Dataset entries:

impl BackingStore for Archive {
    fn extract(&self, key: &str) -> CoreResult<Vec<u8>> {
        let loc = self
            .index
            .get(key)
            .copied()
            .ok_or_else(|| CoreError::entry_not_found(key))?;

        let data = self.backend.read_at(loc.offset, loc.len)?;
        let record = EntryRecord::decode(&data)?;
        if record.key != key {
            return Err(CoreError::archive_corruption(format!(
                "index points {key} at a record for {}",
                record.key
            )));
        }

        Ok(record.payload)
    }

    fn append(&mut self, key: &str, data: &[u8]) -> CoreResult<()> {
        if self.index.contains_key(key) {
            return Err(CoreError::EntryExists {
                key: key.to_string(),
            });
        }

        self.append_record(&EntryRecord::put(key, data.to_vec()))?;
        debug!(key, bytes = data.len(), "appended archive entry");
        Ok(())
    }

    fn purge(&mut self, key: &str) -> CoreResult<()> {
        if !self.index.contains_key(key) {
            return Ok(());
        }

        self.append_record(&EntryRecord::tombstone(key))?;
        debug!(key, "purged archive entry");
        Ok(())
    }

    fn contains(&self, key: &str) -> bool {
        self.index.contains_key(key)
    }

    fn keys(&self) -> Vec<String> {
        let mut keys: Vec<String> = self.index.keys().cloned().collect();
        keys.sort();
        keys
    }
}

impl std::fmt::Debug for Archive {
    fn fmt(&self, f: &mut std::fmt::Formatter<'_>) -> std::fmt::Result {
        f.debug_struct("Archive")
            .field("path", &self.path)
            .field("live_entries", &self.index.len())
            .field("records", &self.records)
            .finish_non_exhaustive()
    }
}

#[cfg(test)]
mod tests {
    use super::*;
    use tempfile::tempdir;

    #[test]
    fn append_and_extract() {
        let mut archive = Archive::in_memory();
        archive.append("chr1_seg_0", b"ACGT").unwrap();

        assert!(archive.contains("chr1_seg_0"));
        assert_eq!(archive.extract("chr1_seg_0").unwrap(), b"ACGT");
        assert_eq!(archive.len(), 1);
    }

    #[test]
    fn in_memory_archive_starts_with_header() {
        let archive = Archive::in_memory();
        let stats = archive.stats().unwrap();
        assert_eq!(stats.total_bytes, ARCHIVE_HEADER_SIZE);
        assert_eq!(stats.records, 0);
        archive.check_header().unwrap();
    }

    #[test]
    fn extract_missing_key() {
        let archive = Archive::in_memory();
        assert!(matches!(
            archive.extract("nope"),
            Err(CoreError::EntryNotFound { .. })
        ));
    }

    #[test]
    fn live_key_cannot_be_appended_twice() {
        let mut archive = Archive::in_memory();
        archive.append("head", b"v1").unwrap();

        assert!(matches!(
            archive.append("head", b"v2"),
            Err(CoreError::EntryExists { .. })
        ));

        archive.purge("head").unwrap();
        archive.append("head", b"v2").unwrap();
        assert_eq!(archive.extract("head").unwrap(), b"v2");
    }

    #[test]
    fn purge_hides_entry_and_is_idempotent() {
        let mut archive = Archive::in_memory();
        archive.append("a_seg_0", b"x").unwrap();

        archive.purge("a_seg_0").unwrap();
        archive.purge("a_seg_0").unwrap();
        archive.purge("never_written").unwrap();

        assert!(!archive.contains("a_seg_0"));
        assert!(archive.is_empty());
        assert_eq!(archive.stats().unwrap().tombstones, 1);
    }

    #[test]
    fn keys_are_sorted() {
        let mut archive = Archive::in_memory();
        for key in ["b_seg_1", "a_seg_0", "b_seg_0"] {
            archive.append(key, b"").unwrap();
        }
        assert_eq!(archive.keys(), vec!["a_seg_0", "b_seg_0", "b_seg_1"]);
    }

    #[test]
    fn index_rebuilt_on_reopen() {
        let dir = tempdir().unwrap();
        let path = dir.path().join("regions.sqa");
        let config = Config::default();

        {
            let mut archive = Archive::open(&path, &config).unwrap();
            archive.append("r_seg_0", b"first").unwrap();
            archive.append("r_seg_1", b"second").unwrap();
            archive.purge("r_seg_0").unwrap();
            archive.sync().unwrap();
        }

        let archive = Archive::open(&path, &config).unwrap();
        assert_eq!(archive.keys(), vec!["r_seg_1"]);
        assert_eq!(archive.extract("r_seg_1").unwrap(), b"second");

        let stats = archive.stats().unwrap();
        assert_eq!(stats.records, 3);
        assert_eq!(stats.tombstones, 1);
        assert!(stats.dead_bytes > 0);
    }

    #[test]
    fn missing_file_without_create() {
        let dir = tempdir().unwrap();
        let path = dir.path().join("absent.sqa");

        let result = Archive::open(&path, &Config::default().create_if_missing(false));
        assert!(matches!(result, Err(CoreError::ArchiveNotFound { .. })));
        assert!(!path.exists());
    }

    #[test]
    fn second_open_is_locked_out() {
        let dir = tempdir().unwrap();
        let path = dir.path().join("regions.sqa");
        let config = Config::default();

        let _first = Archive::open(&path, &config).unwrap();
        assert!(matches!(
            Archive::open(&path, &config),
            Err(CoreError::ArchiveLocked)
        ));
        assert!(Archive::open(&path, &config.lock(false)).is_ok());
    }

    #[test]
    fn foreign_file_is_rejected() {
        let dir = tempdir().unwrap();
        let path = dir.path().join("notes.txt");
        std::fs::write(&path, b"definitely not an archive").unwrap();

        let result = Archive::open(&path, &Config::default());
        assert!(matches!(result, Err(CoreError::InvalidFormat { .. })));
    }

    #[test]
    fn torn_tail_is_discarded() {
        let mut log = Archive::header_bytes();
        log.extend(EntryRecord::put("k1", b"kept".to_vec()).encode().unwrap());
        let intact = log.len();
        let torn = EntryRecord::put("k2", b"lost".to_vec()).encode().unwrap();
        log.extend_from_slice(&torn[..torn.len() - 3]);

        let archive = Archive::with_backend(Box::new(InMemoryBackend::with_data(log))).unwrap();
        assert_eq!(archive.keys(), vec!["k1"]);
        assert_eq!(archive.stats().unwrap().total_bytes, intact as u64);
    }

    #[test]
    fn corrupted_record_fails_open() {
        let mut log = Archive::header_bytes();
        log.extend(EntryRecord::put("k1", b"payload".to_vec()).encode().unwrap());
        let last = log.len() - 6;
        log[last] ^= 0xFF;

        let result = Archive::with_backend(Box::new(InMemoryBackend::with_data(log)));
        assert!(matches!(result, Err(CoreError::ChecksumMismatch { .. })));
    }

    #[test]
    fn compaction_keeps_only_live_entries() {
        let dir = tempdir().unwrap();
        let path = dir.path().join("regions.sqa");
        let config = Config::default();

        let mut archive = Archive::open(&path, &config).unwrap();
        for i in 0..10 {
            archive
                .append(&format!("r_seg_{i}"), &vec![i as u8; 100])
                .unwrap();
        }
        for i in 0..8 {
            archive.purge(&format!("r_seg_{i}")).unwrap();
        }

        let stats = archive.compact().unwrap();
        assert_eq!(stats.input_records, 18);
        assert_eq!(stats.output_records, 2);
        assert!(stats.bytes_saved() > 800);

        assert_eq!(archive.extract("r_seg_9").unwrap(), vec![9u8; 100]);
        archive.append("r_seg_10", b"after").unwrap();
        drop(archive);

        let archive = Archive::open(&path, &config).unwrap();
        assert_eq!(archive.keys(), vec!["r_seg_10", "r_seg_8", "r_seg_9"]);
        assert_eq!(archive.stats().unwrap().dead_bytes, 0);
    }
}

Work task:
Copy all lines in the listing above where the string "CoreResult" appears.

Response box:
    fn extract(&self, key: &str) -> CoreResult<Vec<u8>> {
    fn append(&mut self, key: &str, data: &[u8]) -> CoreResult<()> {
    fn purge(&mut self, key: &str) -> CoreResult<()> {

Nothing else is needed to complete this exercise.